(Records from a collection)
=-=-=-=-=
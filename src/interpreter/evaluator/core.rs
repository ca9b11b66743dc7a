use crate::{
    ast::{BreakScope, Expr, Statement},
    error::RuntimeError,
    interpreter::{
        io::{InputSource, OutputSink},
        value::{core::Value, symbols::SymbolTable},
    },
};

/// Result type used by the evaluator.
///
/// All evaluation functions return either a value of type `T` or a
/// `RuntimeError` describing the failure.
pub type EvalResult<T> = Result<T, RuntimeError>;

/// How a statement finished.
///
/// Loops, switches and function calls inspect this after every statement of
/// their body and decide whether to keep going.
#[derive(Debug, Clone, PartialEq)]
pub enum Flow {
    /// Continue with the next statement.
    Normal,
    /// Leave the innermost loop or switch.
    Break,
    /// Leave the current function with a value.
    Return(Value),
}

/// Stores the runtime evaluation context.
///
/// The context owns the top-level symbol table handed over by the parser and
/// one extra table per active function call. Output and input go through the
/// borrowed collaborators, so the same program can print to stdout or to a
/// `String` in tests.
///
/// ## Usage
///
/// Create a context from a parsed program's symbol table, call
/// [`Context::run`] with the program body, then inspect the final state with
/// [`Context::symbols`] or take it back with [`Context::into_symbols`].
///
/// # Example
/// ```
/// use lolterpreter::interpreter::{
///     evaluator::core::Context,
///     io::NoInput,
///     lexer::tokenize,
///     parser::core::parse_program,
///     value::core::Value,
/// };
///
/// let tokens = tokenize("HAI\nVISIBLE \"O HAI\"\nSUM OF 2 AN 3\nKTHXBYE\n").unwrap();
/// let program = parse_program(&tokens).unwrap();
///
/// let mut output = String::new();
/// let mut input = NoInput;
/// let mut context = Context::new(program.symbols, &mut output, &mut input);
/// context.run(&program.body).unwrap();
///
/// assert_eq!(context.symbols().it(), Value::Numbr(5));
/// drop(context);
/// assert_eq!(output, "O HAI\n");
/// ```
pub struct Context<'io> {
    /// Top-level variables and functions.
    globals: SymbolTable,
    /// One table per active call, innermost last.
    frames:  Vec<SymbolTable>,
    output:  &'io mut dyn OutputSink,
    input:   &'io mut dyn InputSource,
}

impl<'io> Context<'io> {
    /// Creates a context that starts from `symbols`.
    #[must_use]
    pub fn new(symbols: SymbolTable,
               output: &'io mut dyn OutputSink,
               input: &'io mut dyn InputSource)
               -> Self {
        Self { globals: symbols,
               frames: Vec::new(),
               output,
               input }
    }

    /// Executes a program body statement by statement.
    ///
    /// Execution stops at the first runtime error. Everything assigned before
    /// the error stays in the top-level table.
    pub fn run(&mut self, body: &[Statement]) -> EvalResult<()> {
        log::debug!("running {} statements", body.len());
        for statement in body {
            if self.eval_statement(statement)? != Flow::Normal {
                break;
            }
        }
        Ok(())
    }

    /// The top-level symbol table.
    #[must_use]
    pub const fn symbols(&self) -> &SymbolTable {
        &self.globals
    }

    /// Consumes the context and returns the top-level symbol table.
    #[must_use]
    pub fn into_symbols(self) -> SymbolTable {
        self.globals
    }

    /// Number of function calls currently active.
    #[must_use]
    pub fn call_depth(&self) -> usize {
        self.frames.len()
    }

    /// The table statements currently read and write.
    pub(crate) fn scope(&self) -> &SymbolTable {
        self.frames.last().unwrap_or(&self.globals)
    }

    /// Mutable access to the table statements currently read and write.
    pub(crate) fn scope_mut(&mut self) -> &mut SymbolTable {
        match self.frames.last_mut() {
            Some(frame) => frame,
            None => &mut self.globals,
        }
    }

    pub(crate) fn push_frame(&mut self, frame: SymbolTable) {
        self.frames.push(frame);
    }

    pub(crate) fn pop_frame(&mut self) -> Option<SymbolTable> {
        self.frames.pop()
    }

    pub(crate) fn output(&mut self) -> &mut dyn OutputSink {
        &mut *self.output
    }

    pub(crate) fn input(&mut self) -> &mut dyn InputSource {
        &mut *self.input
    }

    /// Evaluates an expression and returns the resulting value.
    ///
    /// This is the main entry point for expression evaluation. Operands are
    /// always evaluated left to right and all of them are evaluated, even when
    /// an earlier one already decides a boolean result.
    ///
    /// # Parameters
    /// - `expr`: Expression to evaluate.
    ///
    /// # Returns
    /// The value of the expression.
    pub fn eval(&mut self, expr: &Expr) -> EvalResult<Value> {
        match expr {
            Expr::Literal { value, .. } => Ok(Self::eval_literal(value)),
            Expr::Variable { name, line } => self.eval_variable(name, *line),
            Expr::Not { expr, .. } => self.eval_not(expr),
            Expr::BinaryOp { left,
                             op,
                             right,
                             line, } => {
                let left = self.eval(left)?;
                let right = self.eval(right)?;
                Self::eval_binary(*op, &left, &right, *line)
            },
            Expr::Variadic { op, operands, .. } => self.eval_variadic(*op, operands),
            Expr::Cast { expr, target, line } => self.eval(expr)?.cast(*target, *line),
            Expr::FunctionCall { name,
                                 arguments,
                                 line, } => self.eval_function_call(name, arguments, *line),
        }
    }

    /// Evaluates a single statement.
    ///
    /// # Parameters
    /// - `statement`: Statement to evaluate.
    ///
    /// # Returns
    /// [`Flow::Normal`] unless the statement was a `GTFO` or `FOUND YR`, or
    /// contained one that was not consumed by an inner loop or switch.
    pub fn eval_statement(&mut self, statement: &Statement) -> EvalResult<Flow> {
        log::trace!("executing statement on line {}", statement.line());
        match statement {
            Statement::Print { operands,
                               newline,
                               line, } => {
                self.eval_print(operands, *newline, *line)?;
                Ok(Flow::Normal)
            },
            Statement::Input { name, line } => {
                self.eval_input(name, *line)?;
                Ok(Flow::Normal)
            },
            Statement::Declaration { name, value, .. } => {
                let value = match value {
                    Some(expr) => self.eval(expr)?,
                    None => Value::Noob,
                };
                self.scope_mut().declare(name, value);
                Ok(Flow::Normal)
            },
            Statement::Assignment { name, value, line } => {
                let value = self.eval(value)?;
                self.scope_mut().assign(name, value, *line)?;
                Ok(Flow::Normal)
            },
            Statement::Cast { name, target, line } => {
                let value = self.eval_variable(name, *line)?.cast(*target, *line)?;
                self.scope_mut().assign(name, value, *line)?;
                Ok(Flow::Normal)
            },
            Statement::Expression { expr, .. } => {
                let value = self.eval(expr)?;
                self.scope_mut().set_it(value);
                Ok(Flow::Normal)
            },
            Statement::Conditional { then_branch,
                                     guards,
                                     else_branch,
                                     .. } => {
                self.eval_conditional(then_branch, guards, else_branch.as_deref())
            },
            Statement::Switch { cases, default, .. } => {
                self.eval_switch(cases, default.as_deref())
            },
            Statement::Loop { label,
                              step,
                              condition,
                              body,
                              line, } => {
                self.eval_loop(label, step.as_ref(), condition.as_ref(), body, *line)
            },
            Statement::Function(def) => {
                self.scope_mut()
                    .declare(&def.name, Value::Funkshun(def.clone()));
                Ok(Flow::Normal)
            },
            Statement::Return { value, .. } => Ok(Flow::Return(self.eval(value)?)),
            Statement::Break { scope, .. } => match scope {
                BreakScope::Program | BreakScope::Function => {
                    self.scope_mut().set_it(Value::Noob);
                    Ok(Flow::Normal)
                },
                BreakScope::Loop | BreakScope::Switch => Ok(Flow::Break),
            },
        }
    }

    /// Runs a statement list until it ends or a statement leaves it early.
    ///
    /// # Returns
    /// The first flow other than [`Flow::Normal`], or [`Flow::Normal`] if the
    /// whole block ran.
    pub fn eval_block(&mut self, statements: &[Statement]) -> EvalResult<Flow> {
        for statement in statements {
            let flow = self.eval_statement(statement)?;
            if flow != Flow::Normal {
                return Ok(flow);
            }
        }
        Ok(Flow::Normal)
    }
}
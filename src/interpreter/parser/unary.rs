use std::iter::Peekable;

use crate::{
    ast::{Expr, LiteralValue},
    error::ParseError,
    interpreter::{
        lexer::{Token, TokenKind},
        parser::{
            core::{ParseResult, parse_expression},
            utils::{EXPRESSION_START, decode_yarn, expect, expect_type, is_article, unexpected},
        },
    },
};

/// Parses `NOT <expression>`.
pub fn parse_not<'a, I>(tokens: &mut Peekable<I>) -> ParseResult<Expr>
    where I: Iterator<Item = &'a Token> + Clone
{
    let line = expect(tokens, TokenKind::Not, 0)?.line;
    let expr = parse_expression(tokens)?;

    Ok(Expr::Not { expr: Box::new(expr),
                   line })
}

/// Parses an explicit cast expression.
///
/// Grammar: `cast := MAEK expression [A] type`
///
/// The article is optional, and is only taken as one when a type name
/// follows, so `MAEK A A NUMBR` casts the variable `A`.
pub fn parse_cast<'a, I>(tokens: &mut Peekable<I>) -> ParseResult<Expr>
    where I: Iterator<Item = &'a Token> + Clone
{
    let line = expect(tokens, TokenKind::Maek, 0)?.line;
    let expr = parse_expression(tokens)?;
    tokens.next_if(|t| is_article(t));
    let target = expect_type(tokens, line)?;

    Ok(Expr::Cast { expr: Box::new(expr),
                    target,
                    line })
}

/// Parses a literal or a variable reference.
///
/// # Errors
/// - `InvalidLiteral` for numbers that do not fit their type.
/// - `UnexpectedToken` for anything that cannot start an expression.
pub fn parse_primary<'a, I>(tokens: &mut Peekable<I>) -> ParseResult<Expr>
    where I: Iterator<Item = &'a Token>
{
    match tokens.next() {
        Some(token) if token.kind == TokenKind::Identifier => {
            Ok(Expr::Variable { name: token.lexeme.clone(),
                                line: token.line, })
        },
        Some(token) => {
            let value = parse_literal(token).map_err(|e| match e {
                                                ParseError::UnexpectedToken { .. } => {
                                                    unexpected(token, EXPRESSION_START)
                                                },
                                                other => other,
                                            })?;
            Ok(Expr::Literal { value,
                               line: token.line })
        },
        None => Err(ParseError::UnexpectedEndOfInput { expected: EXPRESSION_START.to_vec(),
                                                       line:     0, }),
    }
}

/// Converts a literal token into its value.
///
/// The `NOOB` type keyword doubles as the NOOB literal.
///
/// # Errors
/// - `InvalidLiteral` for numbers outside their type's range.
/// - `UnexpectedToken` for tokens that are not literals.
pub fn parse_literal(token: &Token) -> ParseResult<LiteralValue> {
    let invalid = || ParseError::InvalidLiteral { lexeme: token.lexeme.clone(),
                                                  line:   token.line, };
    match token.kind {
        TokenKind::Numbr => token.lexeme.parse().map(LiteralValue::Numbr).map_err(|_| invalid()),
        TokenKind::Numbar => token.lexeme
                                  .parse::<f64>()
                                  .ok()
                                  .filter(|n| n.is_finite())
                                  .map(LiteralValue::Numbar)
                                  .ok_or_else(invalid),
        TokenKind::Troof => Ok(LiteralValue::Troof(token.lexeme == "WIN")),
        TokenKind::Yarn => Ok(LiteralValue::Yarn(decode_yarn(&token.lexeme))),
        TokenKind::Type if token.lexeme == "NOOB" => Ok(LiteralValue::Noob),
        _ => Err(unexpected(token,
                            &[TokenKind::Numbr,
                              TokenKind::Numbar,
                              TokenKind::Yarn,
                              TokenKind::Troof])),
    }
}

#[cfg(test)]
mod tests {
    use super::*;
    use crate::interpreter::lexer::tokenize;

    fn literal(source: &str) -> ParseResult<LiteralValue> {
        let tokens = tokenize(source).unwrap();
        parse_literal(&tokens[0])
    }

    #[test]
    fn literals() {
        assert_eq!(literal("42").unwrap(), LiteralValue::Numbr(42));
        assert_eq!(literal("-2.5").unwrap(), LiteralValue::Numbar(-2.5));
        assert_eq!(literal("WIN").unwrap(), LiteralValue::Troof(true));
        assert_eq!(literal("NOOB").unwrap(), LiteralValue::Noob);
        assert_eq!(literal(r#""O HAI""#).unwrap(), LiteralValue::Yarn("O HAI".into()));
    }

    #[test]
    fn oversized_integer_is_invalid() {
        assert!(matches!(literal("99999999999999999999"),
                         Err(ParseError::InvalidLiteral { .. })));
    }

    #[test]
    fn type_names_other_than_noob_are_not_literals() {
        assert!(matches!(literal("NUMBR"), Err(ParseError::UnexpectedToken { .. })));
    }
}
=-=-=-=-=
YOUR ASSIGNMENT:
Please print exactly what appears from the first line of the data through the line with "final state with", including both of those lines and nothing past them.

WRITTEN SOLUTION:
filename src/interpreter/evaluator/core.rs
repository ca9b11b66743dc7a
use crate::{
    ast::{BreakScope, Expr, Statement},
    error::RuntimeError,
    interpreter::{
        io::{InputSource, OutputSink},
        value::{core::Value, symbols::SymbolTable},
    },
};

/// Result type used by the evaluator.
///
/// All evaluation functions return either a value of type `T` or a
/// `RuntimeError` describing the failure.
pub type EvalResult<T> = Result<T, RuntimeError>;

/// How a statement finished.
///
/// Loops, switches and function calls inspect this after every statement of
/// their body and decide whether to keep going.
#[derive(Debug, Clone, PartialEq)]
pub enum Flow {
    /// Continue with the next statement.
    Normal,
    /// Leave the innermost loop or switch.
    Break,
    /// Leave the current function with a value.
    Return(Value),
}

/// Stores the runtime evaluation context.
///
/// The context owns the top-level symbol table handed over by the parser and
/// one extra table per active function call. Output and input go through the
/// borrowed collaborators, so the same program can print to stdout or to a
/// `String` in tests.
///
/// ## Usage
///
/// Create a context from a parsed program's symbol table, call
/// [`Context::run`] with the program body, then inspect the final state with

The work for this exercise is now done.